When to start screening?
Mass population-based screening and interventions (including “annual physicals” or periodic health assessments) for cardiac risk factors in patients without CVD do not appear to reduce CVD or all-cause mortality.15 However, this evidence is limited; many studies predated statin therapy or used lifestyle counseling as the only intervention.
Cardiovascular disease is most strongly associated with advancing age and traditional CVD risk factors.15 Patients with 1 CVD risk factor are more likely to have another CVD risk factor.15 More evidence is needed to determine which ethnicities and which noncardiac chronic medical conditions (such as chronic autoimmune inflammatory conditions like rheumatoid arthritis) are truly independently associated with elevated CVD risk.
In association with age increasing CVD risk, we support starting screening for men at age 40 and women at age 50. We debated screening all patients at age 40, but most women would be too low risk at this age, and the recommendation would not follow the best available evidence. Screening can be considered earlier for patients with known risk factors like hypertension or diabetes.
How often should I repeat lipid level measurement and CVD screening for patients not taking therapy?
For patients not taking lipid-lowering therapy, there is substantial short-term variability and minimal long-term change in lipid levels.15 Frequent lipid level testing is likely to reflect the short-term variability and is unlikely to meaningfully alter global CVD risk assessment.15 Because lipid levels change minimally over the long term and constitute only 1 variable in determining global CVD risk assessment, the same lipid profile remains relevant for many years.15 There is no need to frequently repeat the lipid profile to update risk estimation in untreated patients. Therefore, for those not taking statin therapy, screening (repeat lipid levels and risk assessment) is not required more often than every 5 years.
Do patients need to fast to have their cholesterol level checked?

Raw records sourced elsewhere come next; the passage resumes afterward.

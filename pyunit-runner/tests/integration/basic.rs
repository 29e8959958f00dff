// Copyright (c) The nextest Contributors
// SPDX-License-Identifier: MIT OR Apache-2.0

use crate::fixtures::*;
use color_eyre::eyre::{Result, ensure};
use pretty_assertions::assert_eq;
use pyunit_metadata::TestStatus;
use pyunit_runner::{
    cancel::CancellationToken,
    discover::TestDiscoverer,
    list::{ListShape, OutputFormat, SerializableFormat},
    user_config::DiscoveryConfig,
};

#[tokio::test]
async fn test_discover_fixture() -> Result<()> {
    let discoverer = TestDiscoverer::new("/project", &[] as &[&str], &DiscoveryConfig::default());
    let test_list = discoverer
        .discover(
            &CannedRunner {
                output: FIXTURE_OUTPUT,
            },
            &CancellationToken::new(),
        )
        .await?;

    assert_eq!(test_list.tests_dir(), "/project");
    assert_eq!(test_list.file_count(), 2);
    assert_eq!(test_list.suite_count(), 3);
    assert_eq!(test_list.test_count(), 5);

    let math = test_list
        .get("/project/tests/test_math.py")
        .expect("test_math.py was discovered");
    assert_eq!(math.name, "test_math.py");
    assert_eq!(math.name_to_run, "TestAdd.test_positive");
    let suites: Vec<_> = math
        .suites
        .iter()
        .map(|suite| (suite.name.as_str(), suite.functions.len()))
        .collect();
    assert_eq!(suites, [("TestAdd", 2), ("TestSub", 1)]);

    for instance in test_list.iter_tests() {
        ensure!(
            instance.function.status == TestStatus::Idle,
            "{} starts out idle",
            instance.function.name_to_run
        );
        let suite = instance.suite.expect("unittest functions are in suites");
        ensure!(suite.is_unit_test && !suite.is_instance, "suite flags");
    }

    let flattened = test_list.flatten();
    let folders: Vec<_> = flattened
        .test_folders
        .iter()
        .map(|folder| folder.name.as_str())
        .collect();
    assert_eq!(folders, [".", "tests", "tests/io"]);
    assert_eq!(flattened.root_test_folders, ["/project"]);

    Ok(())
}

#[tokio::test]
async fn test_json_output_round_trips() -> Result<()> {
    let discoverer = TestDiscoverer::new(
        "/project",
        &["-s", "tests", "-p", "test_*.py"],
        &DiscoveryConfig::default(),
    );
    let test_list = discoverer
        .discover(
            &CannedRunner {
                output: "start\nio.test_files.TestRead.test_empty\n",
            },
            &CancellationToken::new(),
        )
        .await?;

    let json = test_list.to_string(
        OutputFormat::Serializable(SerializableFormat::JsonPretty),
        ListShape::Tree,
    )?;
    let summary: pyunit_metadata::TestListSummary = serde_json::from_str(&json)?;
    assert_eq!(summary, test_list.to_summary());
    assert_eq!(
        summary.test_files[0].full_path,
        "/project/tests/io/test_files.py"
    );
    Ok(())
}

#[cfg(unix)]
#[tokio::test]
async fn test_discover_with_process() -> Result<()> {
    use pyunit_runner::test_command::ProcessRunner;

    let temp_dir = camino_tempfile::tempdir()?;
    let fake_python = write_fake_python(temp_dir.path(), FIXTURE_OUTPUT)?;
    let config = DiscoveryConfig::default().with_python_override(Some(fake_python.into_string()));

    let discoverer = TestDiscoverer::new(temp_dir.path(), &[] as &[&str], &config);
    let test_list = discoverer
        .discover(&ProcessRunner, &CancellationToken::new())
        .await?;

    assert_eq!(test_list.test_count(), 5);
    let expected_path = temp_dir.path().join("tests/io/test_files.py");
    ensure!(
        test_list.get(&expected_path).is_some(),
        "{expected_path} was discovered"
    );
    Ok(())
}
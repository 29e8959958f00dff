// Copyright (c) The nextest Contributors
// SPDX-License-Identifier: MIT OR Apache-2.0

use crate::cancel::CancellationToken;
use std::ops::ControlFlow;
use tracing::debug;

/// The line printed by the discovery script right before the first test identifier.
///
/// Anything printed before it (for example by test modules at import time) is ignored.
pub const SENTINEL_LINE: &str = "start";

/// Extracts candidate test identifiers from the output of the discovery script.
///
/// Lines up to and including the first line that is exactly [`SENTINEL_LINE`] are discarded.
/// Every later line is trimmed, and non-empty lines are returned in order. If the sentinel never
/// appears, no identifiers are returned.
///
/// Once `cancel` is observed, remaining lines are not inspected, but identifiers that were
/// already collected are returned.
pub fn scan_test_ids<'a>(output: &'a str, cancel: &CancellationToken) -> Vec<&'a str> {
    let mut scanner = OutputScanner::default();
    for line in output.lines() {
        if scanner.process_line(line, cancel).is_break() {
            break;
        }
    }

    debug!(
        "scanned discovery output: sentinel {}, {} candidate identifiers",
        if scanner.collecting { "found" } else { "not found" },
        scanner.test_ids.len(),
    );
    scanner.test_ids
}

#[derive(Debug, Default)]
struct OutputScanner<'a> {
    collecting: bool,
    test_ids: Vec<&'a str>,
}

impl<'a> OutputScanner<'a> {
    fn process_line(&mut self, line: &'a str, cancel: &CancellationToken) -> ControlFlow<()> {
        if !self.collecting {
            if line == SENTINEL_LINE {
                self.collecting = true;
            }
            return ControlFlow::Continue(());
        }

        if cancel.is_cancelled() {
            return ControlFlow::Break(());
        }

        let line = line.trim();
        if !line.is_empty() {
            self.test_ids.push(line);
        }
        ControlFlow::Continue(())
    }
}
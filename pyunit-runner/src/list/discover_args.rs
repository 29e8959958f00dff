// Copyright (c) The nextest Contributors
// SPDX-License-Identifier: MIT OR Apache-2.0

use crate::helpers::normalize_path;
use camino::{Utf8Path, Utf8PathBuf};

/// The start directory and file pattern passed to `unittest` discovery.
#[derive(Clone, Debug, Eq, PartialEq)]
pub struct DiscoverArgs {
    /// The directory discovery starts from, relative to the root directory unless absolute.
    pub start_directory: String,

    /// The glob that test file names must match.
    pub pattern: String,
}

impl Default for DiscoverArgs {
    fn default() -> Self {
        Self {
            start_directory: Self::DEFAULT_START_DIRECTORY.to_owned(),
            pattern: Self::DEFAULT_PATTERN.to_owned(),
        }
    }
}

impl DiscoverArgs {
    /// The start directory used if none is specified.
    pub const DEFAULT_START_DIRECTORY: &'static str = ".";

    /// The file pattern used if none is specified.
    pub const DEFAULT_PATTERN: &'static str = "test*.py";

    /// Extracts `-s` (start directory) and `-p` (pattern) from a `unittest`-style argument list.
    ///
    /// Both `-s DIR` and `-sDIR` forms are accepted, with an optional `=` or space after the flag
    /// in the joined form. Only the first occurrence of each flag is used, and other arguments
    /// are ignored. Values are not validated.
    pub fn extract(argv: &[impl AsRef<str>]) -> Self {
        let mut args = Self::default();
        if let Some(start_directory) = extract_option(argv, "-s") {
            args.start_directory = start_directory;
        }
        if let Some(pattern) = extract_option(argv, "-p") {
            args.pattern = pattern;
        }
        args
    }

    /// Returns the directory test identifiers are relative to.
    ///
    /// A start directory of one character or less (such as the default `.`) means the root
    /// directory. Otherwise the start directory is used if absolute, or joined onto the root
    /// directory if relative.
    pub fn tests_directory(&self, root_dir: &Utf8Path) -> Utf8PathBuf {
        if self.start_directory.chars().count() > 1 {
            let start_directory = Utf8Path::new(&self.start_directory);
            if start_directory.is_absolute() {
                normalize_path(start_directory)
            } else {
                normalize_path(&root_dir.join(start_directory))
            }
        } else {
            normalize_path(root_dir)
        }
    }
}

fn extract_option(argv: &[impl AsRef<str>], flag: &str) -> Option<String> {
    let index = argv
        .iter()
        .position(|arg| arg.as_ref().starts_with(flag))?;
    let arg = argv[index].as_ref().trim();
    if arg == flag {
        // The value is the next argument.
        return argv.get(index + 1).map(|value| value.as_ref().to_owned());
    }

    let value = arg[flag.len()..].trim();
    let value = value
        .strip_prefix('=')
        .or_else(|| value.strip_prefix(' '))
        .unwrap_or(value);
    Some(value.to_owned())
}
// Copyright (c) The nextest Contributors
// SPDX-License-Identifier: MIT OR Apache-2.0

use clap::Parser;
use color_eyre::Result;
use pyunit_discover::{OutputWriter, PyunitDiscoverApp};

fn main() -> Result<()> {
    color_eyre::install()?;
    let _ = enable_ansi_support::enable_ansi_support();

    let app = PyunitDiscoverApp::parse();
    let output = app.init_output();

    match app.exec(output, &mut OutputWriter::default()) {
        Ok(code) => std::process::exit(code),
        Err(error) => {
            error.display_to_stderr(&output.stderr_styles());
            std::process::exit(error.process_exit_code())
        }
    }
}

Minimal differences exist between fasting and nonfasting HDL, LDL, and total cholesterol levels.15 The differences that occur are less than the within-person variability from repeat lipid testing.15 Tests of nonfasting HDL and non-HDL levels correlate with future CVD events.15 Although triglycerides are most susceptible to change without fasting, triglycerides contribute minimally to total cholesterol levels, and triglyceride levels are not consistently associated with CVD.15 Removing the fasting restriction should improve test adherence and reduce potential patient harm (eg, hypoglycemia in patients with diabetes).15
Risk assessments
Why estimate risk?
Overall risk, not lipid levels, is the best predictor of benefit from statins.17 Estimating risk without a risk assessment tool (like Framingham) is challenging; both patients and clinicians frequently err in their estimations.18 An overreliance on lipid levels and lack of appreciated risk might contribute to why many high-risk patients go without treatment.18 Additionally, estimation of risk promotes shared, informed decision making, allowing a discussion with patients about their baseline risk and, as a result, the potential absolute benefit of taking a statin. Low-potency statins reduce baseline estimated CVD risk by about 25% and high-potency statins reduce baseline risk by about 35%.15 As an example, a patient with a 20% 10-year risk of CVD would have his or her risk reduced by 5% with low-potency (25% of 20%) or 7% with high-potency (35% of 20%) statin therapy.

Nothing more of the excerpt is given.